Speaking in front of the College of Commissioners he underscored the need for an even closer cooperation between the Commission and Parliament. That “is an important sign that we are defending the Community method with determination.”
Schulz complained that the latest crisis shows an acceleration in the creation of Parliament-free zones. “By means of the Fiscal Compact, an attempt was made to create a Fiscal Union beyond the control of Parliamentarians, by-passing the Commission,” he said.
“Together we can oppose the trend towards 'summitisation' and 'renationalisation'. This development is extremely dangerous, as we were reminded again only last week by the Franco-German call for the reintroduction of border controls: any assault on freedom of movement is an assault on the foundations of the European Union,” he told the College.
His remarks come as the eurozone is shaken by a severe debt crisis and the 27-country bloc is divided by disputes over the Schengen Area and border control.

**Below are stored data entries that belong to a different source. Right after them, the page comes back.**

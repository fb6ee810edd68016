//! Worker and quarantine configuration types.

use std::time::Duration;

use serde::Deserialize;

use super::ConfigError;
use crate::dlq::QuarantinePolicy;
use crate::worker::{BackoffPolicy, DEFAULT_BACKOFF};

/// Consumer loop configuration.
#[derive(Debug, Clone, Default, Deserialize)]
#[serde(default)]
pub struct WorkerConfig {
    /// Pause after a failed receive.
    pub backoff: BackoffConfig,
}

impl WorkerConfig {
    pub(super) fn validate(&self) -> Result<(), ConfigError> {
        self.backoff.validate()
    }
}

/// Backoff kind discriminator.
#[derive(Debug, Clone, Copy, Default, PartialEq, Eq, Deserialize)]
#[serde(rename_all = "lowercase")]
pub enum BackoffKind {
    #[default]
    Fixed,
    Exponential,
}

/// Receive-failure backoff configuration.
#[derive(Debug, Clone, Deserialize)]
#[serde(default)]
pub struct BackoffConfig {
    pub policy: BackoffKind,
    /// Fixed delay, or the minimum delay for exponential backoff.
    pub delay_ms: u64,
    /// Upper bound for exponential backoff. Ignored for fixed.
    pub max_delay_ms: u64,
}

impl Default for BackoffConfig {
    fn default() -> Self {
        Self {
            policy: BackoffKind::Fixed,
            delay_ms: DEFAULT_BACKOFF.as_millis() as u64,
            max_delay_ms: 60_000,
        }
    }
}

impl BackoffConfig {
    pub fn policy(&self) -> BackoffPolicy {
        match self.policy {
            BackoffKind::Fixed => BackoffPolicy::Fixed {
                delay: Duration::from_millis(self.delay_ms),
            },
            BackoffKind::Exponential => BackoffPolicy::Exponential {
                min: Duration::from_millis(self.delay_ms),
                max: Duration::from_millis(self.max_delay_ms),
            },
        }
    }

    fn validate(&self) -> Result<(), ConfigError> {
        if self.delay_ms == 0 {
            return Err(ConfigError::Invalid {
                field: "worker.backoff.delay_ms",
                reason: "must be greater than zero".to_string(),
            });
        }
        if self.policy == BackoffKind::Exponential && self.max_delay_ms < self.delay_ms {
            return Err(ConfigError::Invalid {
                field: "worker.backoff.max_delay_ms",
                reason: format!("must be at least delay_ms ({})", self.delay_ms),
            });
        }
        Ok(())
    }
}

/// Quarantine configuration. Disabled unless `max_receive_count` is set.
#[derive(Debug, Clone, Default, Deserialize)]
#[serde(default)]
pub struct DlqConfig {
    /// Quarantine a failing message once it has been received this many times.
    pub max_receive_count: Option<u32>,
    /// SQS queue receiving quarantined messages.
    pub queue_url: Option<String>,
}

impl DlqConfig {
    /// Quarantine policy, if enabled.
    pub fn policy(&self) -> Option<QuarantinePolicy> {
        self.max_receive_count.map(QuarantinePolicy::new)
    }

    pub(super) fn validate(&self) -> Result<(), ConfigError> {
        match self.max_receive_count {
            Some(0) => Err(ConfigError::Invalid {
                field: "dlq.max_receive_count",
                reason: "must be at least 1".to_string(),
            }),
            Some(_) if self.queue_url.as_deref().map_or(true, |url| url.trim().is_empty()) => {
                Err(ConfigError::Missing("dlq.queue_url"))
            }
            _ => Ok(()),
        }
    }
}
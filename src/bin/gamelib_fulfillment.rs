//! gamelib-fulfillment: library fulfillment worker
//!
//! Long-polls the checkout queue and adds purchased games to player
//! libraries until SIGINT/SIGTERM.
//!
//! ## Configuration
//! ```yaml
//! queue:
//!   type: sqs
//!   sqs:
//!     queue_url: https://sqs.us-east-1.amazonaws.com/123456789012/checkout-completed
//!     region: us-east-1
//!   max_messages: 10
//!   wait_time_secs: 20
//!   visibility_timeout_secs: 30
//!
//! storage:
//!   type: mongodb
//!   mongodb:
//!     uri: mongodb://localhost:27017
//!     database: gamestore
//!     collection: users
//!
//! worker:
//!   backoff:
//!     policy: fixed
//!     delay_ms: 5000
//!
//! # Optional: quarantine messages after repeated failures
//! dlq:
//!   max_receive_count: 5
//!   queue_url: https://sqs.us-east-1.amazonaws.com/123456789012/checkout-quarantine
//! ```
//!
//! Any key can be overridden with `GAMELIB__<SECTION>__<KEY>`, e.g.
//! `GAMELIB__QUEUE__SQS__QUEUE_URL`.

use std::sync::Arc;

use tracing::{info, warn};

use gamelib::config::{Config, QueueType, StorageType};
use gamelib::dlq::{Quarantine, SqsDeadLetterPublisher};
use gamelib::library::{
    InMemoryPlayerStore, LibraryMutator, LibraryService, MongoPlayerStore, SharedLibrary,
};
use gamelib::queue::sqs::build_client;
use gamelib::queue::{InMemoryQueue, QueueTransport, SqsQueue};
use gamelib::utils::bootstrap::{connect_with_retry, init_tracing};
use gamelib::worker::{self, FulfillmentWorker};

#[tokio::main]
async fn main() -> Result<(), Box<dyn std::error::Error>> {
    init_tracing();

    let config_path = std::env::args().nth(1);
    let config = Config::load(config_path.as_deref())?;

    let queue: Arc<dyn QueueTransport> = match config.queue.queue_type {
        QueueType::Sqs => Arc::new(SqsQueue::connect(&config.queue.sqs).await?),
        QueueType::Memory => {
            warn!("Using in-memory queue; nothing outside this process can publish to it");
            Arc::new(InMemoryQueue::new())
        }
    };

    let library: Arc<dyn LibraryService> = match config.storage.storage_type {
        StorageType::Mongodb => {
            let mongo = &config.storage.mongodb;
            let store = connect_with_retry("mongodb", || MongoPlayerStore::connect(mongo)).await?;
            Arc::new(LibraryMutator::new(store))
        }
        StorageType::Memory => {
            warn!("Using in-memory player store; libraries are lost on exit");
            Arc::new(LibraryMutator::new(InMemoryPlayerStore::new()))
        }
    };

    let mut fulfillment = FulfillmentWorker::new(queue, Arc::new(SharedLibrary::new(library)))
        .with_receive_options(config.queue.receive_options())
        .with_backoff(config.worker.backoff.policy());

    if let (Some(policy), Some(dlq_url)) = (config.dlq.policy(), config.dlq.queue_url.as_deref()) {
        let sqs = build_client(
            config.queue.sqs.region.as_deref(),
            config.queue.sqs.endpoint_url.as_deref(),
        )
        .await;
        info!(
            max_receive_count = policy.max_receive_count,
            queue_url = %dlq_url,
            "Quarantine enabled"
        );
        fulfillment = fulfillment.with_quarantine(Quarantine::new(
            policy,
            Arc::new(SqsDeadLetterPublisher::new(sqs, dlq_url)),
        ));
    }

    let handle = worker::spawn(fulfillment);

    shutdown_signal().await?;
    info!("Shutdown requested, finishing current batch");

    handle.shutdown().await?;
    Ok(())
}

/// Resolve on SIGINT, or SIGTERM on unix.
async fn shutdown_signal() -> std::io::Result<()> {
    #[cfg(unix)]
    {
        let mut terminate =
            tokio::signal::unix::signal(tokio::signal::unix::SignalKind::terminate())?;
        tokio::select! {
            result = tokio::signal::ctrl_c() => result,
            _ = terminate.recv() => Ok(()),
        }
    }

    #[cfg(not(unix))]
    {
        tokio::signal::ctrl_c().await
    }
}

European Council President Herman Van Rompuy echoed Schulz concerns as he warned in Romania that the "winds of populism" were affecting the free movement of persons within Schengen, one of the EU's key achievements.
Worries about "populism" at the EU level have increased as National Front leader Marine Le Pen received a record number of votes in the first round of the French presidential elections held on Sunday. 17.9% of French voters cast their ballot for the far-right candidate.